> Required work
Lines from the start of the data through the line containing "still waiting for" must be given again exactly. Leave the others out.

> Exercise data
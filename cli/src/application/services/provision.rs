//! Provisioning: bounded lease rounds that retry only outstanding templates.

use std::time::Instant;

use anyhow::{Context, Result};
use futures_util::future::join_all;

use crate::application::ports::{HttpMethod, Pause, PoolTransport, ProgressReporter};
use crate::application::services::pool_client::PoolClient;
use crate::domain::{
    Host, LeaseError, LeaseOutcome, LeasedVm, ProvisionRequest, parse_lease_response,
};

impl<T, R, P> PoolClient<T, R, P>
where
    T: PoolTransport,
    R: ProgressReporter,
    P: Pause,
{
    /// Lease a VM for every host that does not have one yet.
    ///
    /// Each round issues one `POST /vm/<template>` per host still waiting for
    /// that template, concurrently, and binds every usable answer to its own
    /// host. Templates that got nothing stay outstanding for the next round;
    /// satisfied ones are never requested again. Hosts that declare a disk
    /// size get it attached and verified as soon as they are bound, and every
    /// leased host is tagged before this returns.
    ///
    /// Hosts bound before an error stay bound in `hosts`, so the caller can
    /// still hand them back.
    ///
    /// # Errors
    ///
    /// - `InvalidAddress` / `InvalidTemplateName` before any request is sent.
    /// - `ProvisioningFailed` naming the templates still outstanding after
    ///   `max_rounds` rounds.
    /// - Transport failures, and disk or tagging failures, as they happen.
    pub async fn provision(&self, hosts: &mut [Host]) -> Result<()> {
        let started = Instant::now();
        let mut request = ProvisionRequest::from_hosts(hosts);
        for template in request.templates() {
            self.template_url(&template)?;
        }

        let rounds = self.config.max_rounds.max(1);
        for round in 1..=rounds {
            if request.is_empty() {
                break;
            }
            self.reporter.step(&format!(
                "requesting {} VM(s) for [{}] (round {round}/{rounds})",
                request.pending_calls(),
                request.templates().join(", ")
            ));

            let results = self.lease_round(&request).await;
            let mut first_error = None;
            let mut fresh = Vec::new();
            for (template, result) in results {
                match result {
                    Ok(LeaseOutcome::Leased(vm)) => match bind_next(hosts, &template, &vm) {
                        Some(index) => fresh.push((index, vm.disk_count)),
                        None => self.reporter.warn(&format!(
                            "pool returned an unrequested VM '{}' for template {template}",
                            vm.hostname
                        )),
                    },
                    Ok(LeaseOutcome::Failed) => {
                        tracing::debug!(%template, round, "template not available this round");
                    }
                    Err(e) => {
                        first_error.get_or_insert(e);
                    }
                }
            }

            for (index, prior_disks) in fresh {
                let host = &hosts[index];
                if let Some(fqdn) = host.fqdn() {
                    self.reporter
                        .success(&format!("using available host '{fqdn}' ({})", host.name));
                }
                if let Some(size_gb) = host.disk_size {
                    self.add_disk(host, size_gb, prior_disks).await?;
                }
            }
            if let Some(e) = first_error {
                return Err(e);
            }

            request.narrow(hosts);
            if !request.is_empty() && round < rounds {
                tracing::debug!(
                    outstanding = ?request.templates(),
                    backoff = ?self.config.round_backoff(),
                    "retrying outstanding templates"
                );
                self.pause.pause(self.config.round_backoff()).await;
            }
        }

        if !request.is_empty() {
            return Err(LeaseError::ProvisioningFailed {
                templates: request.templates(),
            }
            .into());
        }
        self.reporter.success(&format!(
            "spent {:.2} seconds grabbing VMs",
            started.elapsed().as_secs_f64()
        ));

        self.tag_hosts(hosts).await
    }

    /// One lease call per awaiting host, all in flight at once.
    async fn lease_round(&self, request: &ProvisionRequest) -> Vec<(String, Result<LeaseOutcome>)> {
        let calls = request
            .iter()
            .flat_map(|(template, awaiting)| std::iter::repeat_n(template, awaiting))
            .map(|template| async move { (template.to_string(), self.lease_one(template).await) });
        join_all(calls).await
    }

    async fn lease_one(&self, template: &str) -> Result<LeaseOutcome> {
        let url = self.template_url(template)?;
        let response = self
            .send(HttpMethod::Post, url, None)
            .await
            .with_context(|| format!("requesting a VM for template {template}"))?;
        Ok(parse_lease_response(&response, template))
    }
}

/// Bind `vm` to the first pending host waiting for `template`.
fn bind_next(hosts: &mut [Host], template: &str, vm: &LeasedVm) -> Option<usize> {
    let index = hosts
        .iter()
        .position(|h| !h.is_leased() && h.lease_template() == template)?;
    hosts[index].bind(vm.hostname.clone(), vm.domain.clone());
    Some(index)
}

> Answer area
filename cli/src/application/services/provision.rs
//! Provisioning: bounded lease rounds that retry only outstanding templates.

use std::time::Instant;

use anyhow::{Context, Result};
use futures_util::future::join_all;

use crate::application::ports::{HttpMethod, Pause, PoolTransport, ProgressReporter};
use crate::application::services::pool_client::PoolClient;
use crate::domain::{
    Host, LeaseError, LeaseOutcome, LeasedVm, ProvisionRequest, parse_lease_response,
};

impl<T, R, P> PoolClient<T, R, P>
where
    T: PoolTransport,
    R: ProgressReporter,
    P: Pause,
{
    /// Lease a VM for every host that does not have one yet.
    ///
    /// Each round issues one `POST /vm/<template>` per host still waiting for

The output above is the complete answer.